Sufrían por la luz, labios azules en la madrugada,

labios saliendo de la noche dura,

labios partidos, sangre, ¿sangre dónde?

Se querían en un lecho navío, mitad noche, mitad luz. […]

 

Mediodía perfecto, se querían tan íntimos,

mar altísimo y joven, intimidad extensa,

soledad de lo vivo, horizontes remotos

ligados como cuerpos en soledad cantando. […]

 

Día, noche, ponientes, madrugadas, espacios,

ondas nuevas, antiguas, fugitivas, perpetuas,

mar o tierra, navío, lecho, pluma, cristal,

metal, música, labio, silencio, vegetal,

mundo, quietud, su forma.
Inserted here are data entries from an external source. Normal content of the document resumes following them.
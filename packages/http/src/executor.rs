//! Fetch abstraction.
//!
//! Provisioning only needs "give me the bytes at this URL". This module puts
//! that behind a trait so the pipeline can run against a real HTTP client, a
//! local directory, or canned responses in tests.

use std::time::Duration;

use async_trait::async_trait;
use bytes::Bytes;
use reqwest::Client;
use url::Url;

use crate::error::FetchError;

/// Trait for downloading the full body at a URL.
///
/// A non-success response is an error. Implementations decide timeouts;
/// nothing is retried.
#[async_trait]
pub trait Fetcher: Send + Sync {
    async fn fetch(&self, url: &Url) -> Result<Bytes, FetchError>;
}

#[async_trait]
impl<T: Fetcher + ?Sized> Fetcher for std::sync::Arc<T> {
    async fn fetch(&self, url: &Url) -> Result<Bytes, FetchError> {
        self.as_ref().fetch(url).await
    }
}

/// Production fetcher using reqwest.
#[derive(Debug, Clone)]
pub struct HttpFetcher {
    client: Client,
}

impl HttpFetcher {
    /// Create a new fetcher with the given timeout.
    pub fn new(timeout: Duration) -> Result<Self, FetchError> {
        let client = Client::builder().timeout(timeout).build()?;
        Ok(Self { client })
    }

    /// Create with default timeout of 30 seconds.
    pub fn with_default_timeout() -> Result<Self, FetchError> {
        Self::new(Duration::from_secs(30))
    }

    /// Wrap an already configured client.
    pub fn from_client(client: Client) -> Self {
        Self { client }
    }
}

#[async_trait]
impl Fetcher for HttpFetcher {
    async fn fetch(&self, url: &Url) -> Result<Bytes, FetchError> {
        tracing::debug!(%url, "downloading");
        let response = self.client.get(url.clone()).send().await?;

        let status = response.status();
        if status == reqwest::StatusCode::NOT_FOUND {
            return Err(FetchError::NotFound { url: url.clone() });
        }
        if !status.is_success() {
            return Err(FetchError::Status {
                url: url.clone(),
                status: status.as_u16(),
            });
        }

        let body = response.bytes().await?;
        tracing::debug!(%url, bytes = body.len(), "downloaded");
        Ok(body)
    }
}

/// Canned fetcher for tests.
///
/// Returns configured bodies by exact URL, records every request in order,
/// and answers `NotFound` for anything unknown.
#[cfg(any(test, feature = "test-utils"))]
pub mod mock {
    use super::*;
    use std::collections::{HashMap, HashSet};
    use std::sync::{Arc, Mutex};

    #[derive(Clone, Default)]
    pub struct MockFetcher {
        /// Bodies keyed by URL.
        responses: Arc<Mutex<HashMap<String, Bytes>>>,
        /// URLs that fail with a transport error.
        failing: Arc<Mutex<HashSet<String>>>,
        /// Recorded requests for verification.
        recorded: Arc<Mutex<Vec<Url>>>,
    }

    impl MockFetcher {
        pub fn new() -> Self {
            Self::default()
        }

        /// Add a body for a URL.
        pub fn with_response(self, url: impl Into<String>, body: impl Into<Bytes>) -> Self {
            self.responses
                .lock()
                .unwrap()
                .insert(url.into(), body.into());
            self
        }

        /// Make requests for a URL fail.
        pub fn failing(self, url: impl Into<String>) -> Self {
            self.failing.lock().unwrap().insert(url.into());
            self
        }

        /// All requested URLs, in request order.
        pub fn requests(&self) -> Vec<Url> {
            self.recorded.lock().unwrap().clone()
        }
    }

    #[async_trait]
    impl Fetcher for MockFetcher {
        async fn fetch(&self, url: &Url) -> Result<Bytes, FetchError> {
            self.recorded.lock().unwrap().push(url.clone());

            if self.failing.lock().unwrap().contains(url.as_str()) {
                return Err(FetchError::Other {
                    message: format!("mock failure for {}", url),
                });
            }

            match self.responses.lock().unwrap().get(url.as_str()) {
                Some(body) => Ok(body.clone()),
                None => Err(FetchError::NotFound { url: url.clone() }),
            }
        }
    }
}
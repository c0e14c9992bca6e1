use std::sync::Arc;

use tokio::sync::Mutex;

use crate::engine::{Engine, ExecutionSite};
use crate::error::Result;
use crate::worker::WorkerHandle;

#[derive(Clone)]
enum Target {
    MainThread(Arc<Mutex<Box<dyn Engine>>>),
    Worker(WorkerHandle),
}

/// Where subsequent engine calls execute. Cheap to clone.
#[derive(Clone)]
pub struct RuntimeHandle {
    target: Target,
}

impl RuntimeHandle {
    pub fn main_thread(engine: Box<dyn Engine>) -> Self {
        Self {
            target: Target::MainThread(Arc::new(Mutex::new(engine))),
        }
    }

    pub fn worker(worker: WorkerHandle) -> Self {
        Self {
            target: Target::Worker(worker),
        }
    }

    pub fn site(&self) -> ExecutionSite {
        match &self.target {
            Target::MainThread(_) => ExecutionSite::MainThread,
            Target::Worker(worker) => ExecutionSite::Worker {
                threads: worker.threads(),
            },
        }
    }

    /// Advance the engine's pending work once, wherever it runs.
    pub async fn drive_pending(&self) -> Result<usize> {
        match &self.target {
            Target::MainThread(engine) => engine.lock().await.drive_pending().await,
            Target::Worker(worker) => worker.drive_pending().await,
        }
    }

    /// Stop the worker, if any.
    pub async fn shutdown(&self) {
        if let Target::Worker(worker) = &self.target {
            worker.shutdown().await;
        }
    }
}

impl std::fmt::Debug for RuntimeHandle {
    fn fmt(&self, f: &mut std::fmt::Formatter<'_>) -> std::fmt::Result {
        f.debug_struct("RuntimeHandle")
            .field("site", &self.site())
            .finish()
    }
}
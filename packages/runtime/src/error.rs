//! Error types for the resfs runtime.

use thiserror::Error;

use resfs_provision::ProvisionError;
use resfs_vfs::FsError;

/// Errors raised while starting or driving an engine.
#[derive(Debug, Error)]
pub enum RuntimeError {
    /// No engine is registered under the requested module name.
    #[error("engine module not found: {module}")]
    ModuleNotFound { module: String },

    /// The engine rejected initialization.
    #[error("engine initialization failed: {message}")]
    InitFailed { message: String },

    /// The worker thread or its runtime could not be created.
    #[error("failed to spawn worker: {message}")]
    WorkerSpawn { message: String },

    /// The worker stopped answering requests.
    #[error("worker is gone")]
    WorkerGone,

    /// The worker has not received its start message yet.
    #[error("engine not started")]
    NotStarted,

    /// The engine attached to a different memory region than it was handed.
    #[error("engine did not attach to the transferred memory region")]
    MemoryMismatch,

    /// An access fell outside the shared memory region.
    #[error("memory access out of bounds: offset {offset}, length {len}, region size {size}")]
    OutOfBounds {
        offset: usize,
        len: usize,
        size: usize,
    },

    /// The engine reported an error while running tasks.
    #[error("engine error: {message}")]
    Engine { message: String },

    /// A filesystem operation made by the engine failed.
    #[error("filesystem error: {0}")]
    Fs(#[from] FsError),
}

impl RuntimeError {
    pub fn engine(message: impl Into<String>) -> Self {
        RuntimeError::Engine {
            message: message.into(),
        }
    }

    pub fn init_failed(message: impl Into<String>) -> Self {
        RuntimeError::InitFailed {
            message: message.into(),
        }
    }
}

/// Result type alias for runtime operations.
pub type Result<T> = std::result::Result<T, RuntimeError>;

/// Failure of a whole bootstrap attempt.
#[derive(Debug, Error)]
pub enum BootstrapError {
    #[error("provisioning failed: {0}")]
    Provisioning(#[from] ProvisionError),

    #[error("runtime failed to start: {0}")]
    Runtime(#[from] RuntimeError),
}

impl BootstrapError {
    /// Short message suitable for showing to an end user.
    pub fn user_message(&self) -> &'static str {
        match self {
            BootstrapError::Provisioning(e) => e.user_message(),
            BootstrapError::Runtime(_) => "Unable to start the application, please reload",
        }
    }
}
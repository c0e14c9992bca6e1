//! Cooperative task queue.
//!
//! Engines park their asynchronous work here and advance it from
//! [`Engine::drive_pending`](crate::Engine::drive_pending). Nothing runs
//! between calls to [`TaskQueue::drive`].

use std::future::Future;
use std::task::{Context, Poll};

use futures::future::BoxFuture;
use futures::stream::{FuturesUnordered, StreamExt};
use futures::task::noop_waker_ref;
use futures::FutureExt;
use tokio::sync::mpsc;

/// Submits futures to a [`TaskQueue`] from anywhere.
#[derive(Clone)]
pub struct TaskSender {
    tx: mpsc::UnboundedSender<BoxFuture<'static, ()>>,
}

impl TaskSender {
    /// Queue `task`. Returns `false` if the queue is gone.
    pub fn spawn<F>(&self, task: F) -> bool
    where
        F: Future<Output = ()> + Send + 'static,
    {
        self.tx.send(task.boxed()).is_ok()
    }
}

pub struct TaskQueue {
    tasks: FuturesUnordered<BoxFuture<'static, ()>>,
    incoming: mpsc::UnboundedReceiver<BoxFuture<'static, ()>>,
    sender: TaskSender,
}

impl TaskQueue {
    pub fn new() -> Self {
        let (tx, incoming) = mpsc::unbounded_channel();
        Self {
            tasks: FuturesUnordered::new(),
            incoming,
            sender: TaskSender { tx },
        }
    }

    pub fn sender(&self) -> TaskSender {
        self.sender.clone()
    }

    pub fn spawn<F>(&mut self, task: F)
    where
        F: Future<Output = ()> + Send + 'static,
    {
        self.tasks.push(task.boxed());
    }

    /// Tasks not yet completed, including submitted ones not yet polled.
    pub fn len(&self) -> usize {
        self.tasks.len() + self.incoming.len()
    }

    pub fn is_empty(&self) -> bool {
        self.len() == 0
    }

    /// Poll every task that can make progress, once, without waiting.
    /// Returns the number of tasks that completed.
    pub fn drive(&mut self) -> usize {
        while let Ok(task) = self.incoming.try_recv() {
            self.tasks.push(task);
        }

        let mut cx = Context::from_waker(noop_waker_ref());
        let mut completed = 0;
        while let Poll::Ready(Some(())) = self.tasks.poll_next_unpin(&mut cx) {
            completed += 1;
        }
        completed
    }
}

impl Default for TaskQueue {
    fn default() -> Self {
        Self::new()
    }
}

#[cfg(test)]
mod tests {
    use super::*;
    use std::sync::atomic::{AtomicUsize, Ordering};
    use std::sync::Arc;
    use tokio::sync::oneshot;

    #[test]
    fn ready_tasks_complete_in_one_drive() {
        let mut queue = TaskQueue::new();
        let hits = Arc::new(AtomicUsize::new(0));
        for _ in 0..3 {
            let hits = hits.clone();
            queue.spawn(async move {
                hits.fetch_add(1, Ordering::SeqCst);
            });
        }

        assert_eq!(queue.len(), 3);
        assert_eq!(queue.drive(), 3);
        assert_eq!(hits.load(Ordering::SeqCst), 3);
        assert!(queue.is_empty());
        assert_eq!(queue.drive(), 0);
    }

    #[test]
    fn blocked_tasks_wait_for_a_later_drive() {
        let mut queue = TaskQueue::new();
        let (tx, rx) = oneshot::channel::<u32>();
        let seen = Arc::new(AtomicUsize::new(0));
        let seen_by_task = seen.clone();
        queue.spawn(async move {
            if let Ok(v) = rx.await {
                seen_by_task.store(v as usize, Ordering::SeqCst);
            }
        });

        assert_eq!(queue.drive(), 0);
        assert_eq!(queue.len(), 1);

        tx.send(42).unwrap();
        assert_eq!(queue.drive(), 1);
        assert_eq!(seen.load(Ordering::SeqCst), 42);
    }

    #[test]
    fn sender_submissions_run_on_next_drive() {
        let mut queue = TaskQueue::new();
        let sender = queue.sender();
        let hits = Arc::new(AtomicUsize::new(0));
        let task_hits = hits.clone();
        assert!(sender.spawn(async move {
            task_hits.fetch_add(1, Ordering::SeqCst);
        }));

        assert_eq!(hits.load(Ordering::SeqCst), 0);
        assert_eq!(queue.len(), 1);
        assert_eq!(queue.drive(), 1);
        assert_eq!(hits.load(Ordering::SeqCst), 1);
    }
}
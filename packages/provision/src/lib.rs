//! # resfs-provision
//!
//! Downloads the resources listed in a manifest into a filesystem backend.
//!
//! A session clears the store, fetches `files.json`, then downloads each
//! listed resource in order and writes it below the project base, reporting
//! progress along the way:
//!
//! ```ignore
//! use std::sync::Arc;
//! use resfs_http::HttpFetcher;
//! use resfs_provision::{LogProgress, PipelineConfig, ProvisioningPipeline};
//! use resfs_vfs::EphemeralBackend;
//!
//! let mut pipeline = ProvisioningPipeline::new(
//!     PipelineConfig::default(),
//!     Arc::new(EphemeralBackend::new()),
//!     Arc::new(HttpFetcher::with_default_timeout()?),
//! )
//! .with_progress(Arc::new(LogProgress));
//!
//! let report = pipeline.run().await?;
//! println!("{} files, {} bytes", report.resources, report.bytes);
//! ```
//!
//! [`ResourceManifest::scan_dir`] builds the manifest document from a local
//! project directory.

pub mod config;
pub mod error;
pub mod manifest;
pub mod pipeline;
pub mod progress;

pub use config::PipelineConfig;
pub use error::{ProvisionError, Result};
pub use manifest::{ManifestError, ResourceDescriptor, ResourceManifest, MANIFEST_FILE_NAME};
pub use pipeline::{PipelineState, ProvisionReport, ProvisioningPipeline, ProvisioningSession};
pub use progress::{LogProgress, NullProgress, ProgressEvent, ProgressSink};
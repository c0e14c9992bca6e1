//! Progress side channel.
//!
//! A provisioning session reports human-readable status lines, a completion
//! fraction in `[0, 1]`, overlay visibility and a single failure message.
//! Sinks must not block: they are called from inside the pipeline.

use std::sync::Arc;

use tokio::sync::mpsc::UnboundedSender;

pub trait ProgressSink: Send + Sync {
    fn status(&self, text: &str);

    fn fraction(&self, value: f64);

    fn overlay(&self, _visible: bool) {}

    fn failure(&self, message: &str);
}

/// Discards everything.
#[derive(Debug, Clone, Copy, Default)]
pub struct NullProgress;

impl ProgressSink for NullProgress {
    fn status(&self, _text: &str) {}

    fn fraction(&self, _value: f64) {}

    fn failure(&self, _message: &str) {}
}

/// Forwards progress to `tracing`.
#[derive(Debug, Clone, Copy, Default)]
pub struct LogProgress;

impl ProgressSink for LogProgress {
    fn status(&self, text: &str) {
        tracing::info!(target: "resfs::progress", "{}", text);
    }

    fn fraction(&self, value: f64) {
        tracing::debug!(target: "resfs::progress", percent = value * 100.0, "progress");
    }

    fn overlay(&self, visible: bool) {
        tracing::trace!(target: "resfs::progress", visible, "overlay");
    }

    fn failure(&self, message: &str) {
        tracing::error!(target: "resfs::progress", "{}", message);
    }
}

/// One progress signal, for sinks that forward over a channel.
#[derive(Debug, Clone, PartialEq)]
pub enum ProgressEvent {
    Status(String),
    Fraction(f64),
    Overlay(bool),
    Failure(String),
}

// A dropped receiver just means nobody is watching.
impl ProgressSink for UnboundedSender<ProgressEvent> {
    fn status(&self, text: &str) {
        let _ = self.send(ProgressEvent::Status(text.to_string()));
    }

    fn fraction(&self, value: f64) {
        let _ = self.send(ProgressEvent::Fraction(value));
    }

    fn overlay(&self, visible: bool) {
        let _ = self.send(ProgressEvent::Overlay(visible));
    }

    fn failure(&self, message: &str) {
        let _ = self.send(ProgressEvent::Failure(message.to_string()));
    }
}

impl<T: ProgressSink + ?Sized> ProgressSink for Arc<T> {
    fn status(&self, text: &str) {
        (**self).status(text)
    }

    fn fraction(&self, value: f64) {
        (**self).fraction(value)
    }

    fn overlay(&self, visible: bool) {
        (**self).overlay(visible)
    }

    fn failure(&self, message: &str) {
        (**self).failure(message)
    }
}
//! The provisioning state machine.
//!
//! ```text
//! Idle -> ClearingStore -> FetchingManifest -> DownloadingResource { 0..n } -> Completed
//!                                  \                     \
//!                                   `--------------------`--> Failed(reason)
//! ```
//!
//! Resources are downloaded strictly one after another, in manifest order.

use std::sync::Arc;

use resfs_http::Fetcher;
use resfs_vfs::FilesystemBackend;

use crate::config::PipelineConfig;
use crate::error::{ProvisionError, Result};
use crate::manifest::ResourceManifest;
use crate::progress::{NullProgress, ProgressSink};

pub const PREPARING_STATUS: &str = "Preparing file system";
pub const FETCHING_MANIFEST_STATUS: &str = "Fetching resource list";
pub const READY_STATUS: &str = "Ready";

#[derive(Debug, Clone, PartialEq)]
pub enum PipelineState {
    Idle,
    ClearingStore,
    FetchingManifest,
    DownloadingResource { index: usize, total: usize },
    Completed,
    Failed(String),
}

impl PipelineState {
    pub fn is_terminal(&self) -> bool {
        matches!(self, PipelineState::Completed | PipelineState::Failed(_))
    }
}

/// Progress bookkeeping for the session currently in flight.
#[derive(Debug, Clone, Default, PartialEq)]
pub struct ProvisioningSession {
    pub current: usize,
    pub total: usize,
    pub overlay_visible: bool,
}

impl ProvisioningSession {
    pub fn fraction(&self) -> f64 {
        if self.total == 0 {
            1.0
        } else {
            self.current as f64 / self.total as f64
        }
    }
}

/// Outcome of a completed session.
#[derive(Debug, Clone, Copy, Default, PartialEq, Eq)]
pub struct ProvisionReport {
    pub resources: usize,
    pub bytes: u64,
}

pub struct ProvisioningPipeline {
    config: PipelineConfig,
    backend: Arc<dyn FilesystemBackend>,
    fetcher: Arc<dyn Fetcher>,
    progress: Arc<dyn ProgressSink>,
    state: PipelineState,
    manifest: ResourceManifest,
    session: Option<ProvisioningSession>,
    last_fraction: f64,
    report: ProvisionReport,
}

impl ProvisioningPipeline {
    pub fn new(
        config: PipelineConfig,
        backend: Arc<dyn FilesystemBackend>,
        fetcher: Arc<dyn Fetcher>,
    ) -> Self {
        Self {
            config,
            backend,
            fetcher,
            progress: Arc::new(NullProgress),
            state: PipelineState::Idle,
            manifest: ResourceManifest::default(),
            session: None,
            last_fraction: 0.0,
            report: ProvisionReport::default(),
        }
    }

    pub fn with_progress(mut self, progress: Arc<dyn ProgressSink>) -> Self {
        self.progress = progress;
        self
    }

    pub fn state(&self) -> &PipelineState {
        &self.state
    }

    pub fn session(&self) -> Option<&ProvisioningSession> {
        self.session.as_ref()
    }

    pub fn config(&self) -> &PipelineConfig {
        &self.config
    }

    pub fn backend(&self) -> &Arc<dyn FilesystemBackend> {
        &self.backend
    }

    /// Perform exactly one transition. Terminal states are left unchanged.
    ///
    /// On error the pipeline moves to `Failed`, reports the failure through
    /// the progress sink and returns the error.
    pub async fn step(&mut self) -> Result<&PipelineState> {
        let next = match self.state.clone() {
            PipelineState::Idle => Ok(self.begin()),
            PipelineState::ClearingStore => Ok(self.clear_store().await),
            PipelineState::FetchingManifest => self.fetch_manifest().await,
            PipelineState::DownloadingResource { index, total } => {
                self.download(index, total).await
            }
            PipelineState::Completed | PipelineState::Failed(_) => return Ok(&self.state),
        };

        match next {
            Ok(state) => {
                tracing::info!(from = ?self.state, to = ?state, "provisioning transition");
                self.state = state;
                if self.state == PipelineState::Completed {
                    self.finish();
                }
                Ok(&self.state)
            }
            Err(e) => {
                self.fail(&e);
                Err(e)
            }
        }
    }

    /// Step until a terminal state is reached.
    pub async fn run(&mut self) -> Result<ProvisionReport> {
        loop {
            match self.state {
                PipelineState::Completed => return Ok(self.report),
                PipelineState::Failed(ref reason) => {
                    return Err(ProvisionError::Aborted {
                        reason: reason.clone(),
                    })
                }
                _ => {}
            }
            self.step().await?;
        }
    }

    fn begin(&mut self) -> PipelineState {
        self.session = Some(ProvisioningSession {
            overlay_visible: true,
            ..Default::default()
        });
        self.last_fraction = 0.0;
        self.report = ProvisionReport::default();
        self.progress.overlay(true);
        self.progress.status(PREPARING_STATUS);
        self.progress.fraction(0.0);
        PipelineState::ClearingStore
    }

    async fn clear_store(&mut self) -> PipelineState {
        if let Err(e) = self.backend.clear().await {
            tracing::warn!(backend = ?self.backend.kind(), error = %e, "unable to clear store");
        }
        self.progress.status(FETCHING_MANIFEST_STATUS);
        PipelineState::FetchingManifest
    }

    async fn fetch_manifest(&mut self) -> Result<PipelineState> {
        let url = self.config.manifest_url()?;
        let data = self
            .fetcher
            .fetch(&url)
            .await
            .map_err(|source| ProvisionError::Manifest {
                url: url.clone(),
                source,
            })?;
        self.manifest = ResourceManifest::from_json(&data)?;

        let total = self.manifest.len();
        tracing::info!(%url, resources = total, "fetched resource manifest");
        if let Some(session) = self.session.as_mut() {
            session.total = total;
        }

        if total == 0 {
            Ok(PipelineState::Completed)
        } else {
            Ok(PipelineState::DownloadingResource { index: 0, total })
        }
    }

    async fn download(&mut self, index: usize, total: usize) -> Result<PipelineState> {
        let descriptor = self
            .manifest
            .get(index)
            .cloned()
            .ok_or_else(|| ProvisionError::Aborted {
                reason: format!("resource {} of {} missing from manifest", index + 1, total),
            })?;

        let url = descriptor.source(&self.config.base(), &self.config.resource_prefix)?;
        let contents = self
            .fetcher
            .fetch(&url)
            .await
            .map_err(|source| ProvisionError::Download {
                url: url.clone(),
                source,
            })?;

        let target = self.config.project_base.join(&descriptor.file_path);
        let size = contents.len() as u64;
        self.backend
            .write_all(&target, contents)
            .await
            .map_err(|source| ProvisionError::Write {
                path: target.clone(),
                source,
            })?;

        self.report.resources += 1;
        self.report.bytes += size;
        tracing::debug!(path = %target, %url, bytes = size, "provisioned resource");

        let done = index + 1;
        if let Some(session) = self.session.as_mut() {
            session.current = done;
        }
        self.emit_fraction(done as f64 / total as f64);
        if self.config.status_lines {
            self.progress.status(&format!(
                "Downloaded {} ({}/{})",
                descriptor.file_path, done, total
            ));
        }

        if done == total {
            return Ok(PipelineState::Completed);
        }
        if self.config.delay_ms > 0 {
            tokio::time::sleep(self.config.delay()).await;
        }
        Ok(PipelineState::DownloadingResource { index: done, total })
    }

    fn finish(&mut self) {
        self.emit_fraction(1.0);
        self.progress.status(READY_STATUS);
        self.progress.overlay(false);
        if let Some(session) = self.session.as_mut() {
            session.overlay_visible = false;
        }
        tracing::info!(
            resources = self.report.resources,
            bytes = self.report.bytes,
            "provisioning complete"
        );
    }

    fn fail(&mut self, error: &ProvisionError) {
        tracing::error!(state = ?self.state, %error, "provisioning failed");
        self.state = PipelineState::Failed(error.to_string());
        self.session = None;
        self.progress.failure(error.user_message());
    }

    // Never report a smaller fraction than one already shown.
    fn emit_fraction(&mut self, value: f64) {
        let value = value.clamp(0.0, 1.0).max(self.last_fraction);
        if value > self.last_fraction {
            self.last_fraction = value;
            self.progress.fraction(value);
        }
    }
}
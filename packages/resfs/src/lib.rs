//! resfs: a path-addressed virtual filesystem, populated from a resource
//! manifest before the engine that consumes it starts.
//!
//! The crate re-exports the layers underneath:
//!
//! - [`vfs`]: logical paths and the persistent/ephemeral backends
//! - [`http`]: fetching bytes by URL
//! - [`provision`]: manifests and the provisioning pipeline
//! - [`runtime`]: engine bootstrap, worker relocation and the task pump

pub use resfs_http as http;
pub use resfs_provision as provision;
pub use resfs_runtime as runtime;
pub use resfs_vfs as vfs;

pub use resfs_vfs::{
    lpath, BackendConfig, BackendKind, DirEntry, EphemeralBackend, FilesystemBackend, FsError,
    LogicalPath, NodeKind, PathError, PersistentBackend,
};

pub use resfs_http::{FetchError, Fetcher, HttpFetcher, LocalFetcher, Url};

pub use resfs_provision::{
    LogProgress, NullProgress, PipelineConfig, PipelineState, ProgressEvent, ProgressSink,
    ProvisionError, ProvisionReport, ProvisioningPipeline, ResourceDescriptor, ResourceManifest,
};

pub use resfs_runtime::{
    BootstrapConfig, BootstrapError, Engine, EngineContext, EngineLoader, EngineRegistry,
    ExecutionMode, Launched, RuntimeBootstrap, RuntimeError, RuntimeHandle, SharedMemoryRegion,
    TaskPump, TaskQueue,
};
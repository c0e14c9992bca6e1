//! # resfs-vfs
//!
//! A path-addressed virtual filesystem with interchangeable backends.
//!
//! - `LogicalPath`: `/`-delimited path, normalized and validated
//! - `FilesystemBackend`: the async capability every backend provides
//!   (read bytes, read text, write bytes, list a directory, test existence)
//! - `PersistentBackend`: directory tree on disk, scoped to an origin
//! - `EphemeralBackend`: in-memory tree that disappears with the process
//! - `BackendConfig`: picks one of the two at construction time
//!
//! Callers hold an `Arc<dyn FilesystemBackend>` and never learn which variant
//! they are talking to.
//!
//! # Example
//!
//! ```rust
//! use resfs_vfs::{lpath, BackendConfig, FilesystemBackend};
//!
//! # tokio::runtime::Builder::new_current_thread().build().unwrap().block_on(async {
//! let fs = BackendConfig::Ephemeral.open().await.unwrap();
//! fs.write_all(&lpath!("textures/wood.png"), vec![0x89, b'P'].into()).await.unwrap();
//!
//! let entries = fs.list_dir(&lpath!("textures")).await.unwrap();
//! assert_eq!(entries[0].name, "wood.png");
//! # });
//! ```

pub use bytes::Bytes;

mod backend;
mod config;
mod ephemeral;
mod error;
mod path;
mod persistent;

pub use backend::{decode_utf16_pairs, BackendKind, DirEntry, FilesystemBackend, NodeKind};
pub use config::BackendConfig;
pub use ephemeral::EphemeralBackend;
pub use error::{FsError, Result};
pub use path::{LogicalPath, PathError};
pub use persistent::{default_storage_root, origin_key, PersistentBackend};
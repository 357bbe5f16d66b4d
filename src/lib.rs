//! Taskgate: task management HTTP backend.
//!
//! Registered users sign in with an email and password and receive a
//! session token. Tasks carry a day-scoped sequential identifier of the form
//! `YYMMDDnnn`; admins see and manage every task while regular users only
//! reach the tasks they are assigned to.
//!
//! # Architecture
//!
//! Taskgate follows hexagonal architecture principles:
//!
//! - **Domain**: Pure business logic with no infrastructure dependencies
//! - **Ports**: Abstract trait interfaces for storage
//! - **Adapters**: In-memory and `PostgreSQL` implementations of the ports
//! - **Services**: Orchestration of domain rules over the ports
//!
//! # Modules
//!
//! - [`auth`]: Accounts, password digests, session tokens, and principals
//! - [`task`]: Task records, identifier allocation, and access control
//! - [`http`]: Routes, request authentication, and error responses
//! - [`config`], [`telemetry`], [`server`]: Process wiring

pub mod auth;
pub mod config;
pub mod database;
pub mod http;
pub mod server;
pub mod task;
pub mod telemetry;

#[cfg(test)]
mod test_clock;
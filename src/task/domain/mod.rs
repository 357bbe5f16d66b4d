//! Domain model for task records.
//!
//! Covers the `YYMMDDnnn` identifier scheme, the task record and its draft
//! and patch inputs, structural validation, and the ownership access rule.
//! Infrastructure concerns stay outside of the domain boundary.

mod error;
mod ids;
mod policy;
mod task;
mod validation;

pub use error::TaskDomainError;
pub use ids::{DailySequence, DayPrefix, TaskId};
pub use policy::has_access;
pub use task::{PersistedTaskData, Task, TaskDraft, TaskPatch, TaskStatus};
pub use validation::{TaskValidationError, is_valid_task, parse_due_date, validate_task};
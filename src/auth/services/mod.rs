//! Application services for registration, login, and token verification.

mod session;
mod tokens;

pub use session::{AuthError, AuthResult, AuthService, Credentials};
pub use tokens::{DEFAULT_TOKEN_TTL_SECS, IssuedToken, SessionTokens, TokenError};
Se querían, sabedlo.

 

Hemos mantenido las estrofa inicial y la final, junto con una de las más representativas internas, para que resalte el contraste de la noche o la madrugada frente al día, la claridad meridiana del mediodía, y ese juego de contrastes lumínicos con las sombras y los objetos, porque en el final parece que estos objetos se someten a continuos destellos o ráfagas en una sucesión enumerativa. Según Juan José Lanz (2000: 50), «Más allá de coincidencias puntuales, la presencia (o coincidencia) de Aleixandre en los poetas de la posguerra trasciende la mera referencia de versos hacia concepciones comunes». En efecto, la dialéctica oscuridad / luz salpica de modo casi celestial todo el poema. La luz amorosa que exhalan los cuerpos se muestra como un signo de la presencia más material (pero perteneciente a una humanidad divina); una presencia celeste iluminada frente a la negatividad de las sombras o, lo que es igual, la opacidad de esos mismos cuerpos, una opacidad donde se diluyen esas identidades en la búsqueda de la eternidad. El cuerpo, por consiguiente, como signo bisémico, fuente y reflejo de luz, pero también portador de sombras. De hecho, en Las adivinaciones no sólo se encontrarán afinidades con este tipo de dicción aleixandrina

 

Oh amor, carnal fuego armonioso, escucha:

escúchame la voz que por ti besa,

remózame las manos que acarician teniéndote ceñido,

abrígate en mi pecho donde tú palpitando me sostienes,

dame siempre tu forma, amor, tu celeste materia iluminada,

esa embriaguez con la que un cuerpo dentro de otro agoniza

por hundir en lo eterno la identidad humana.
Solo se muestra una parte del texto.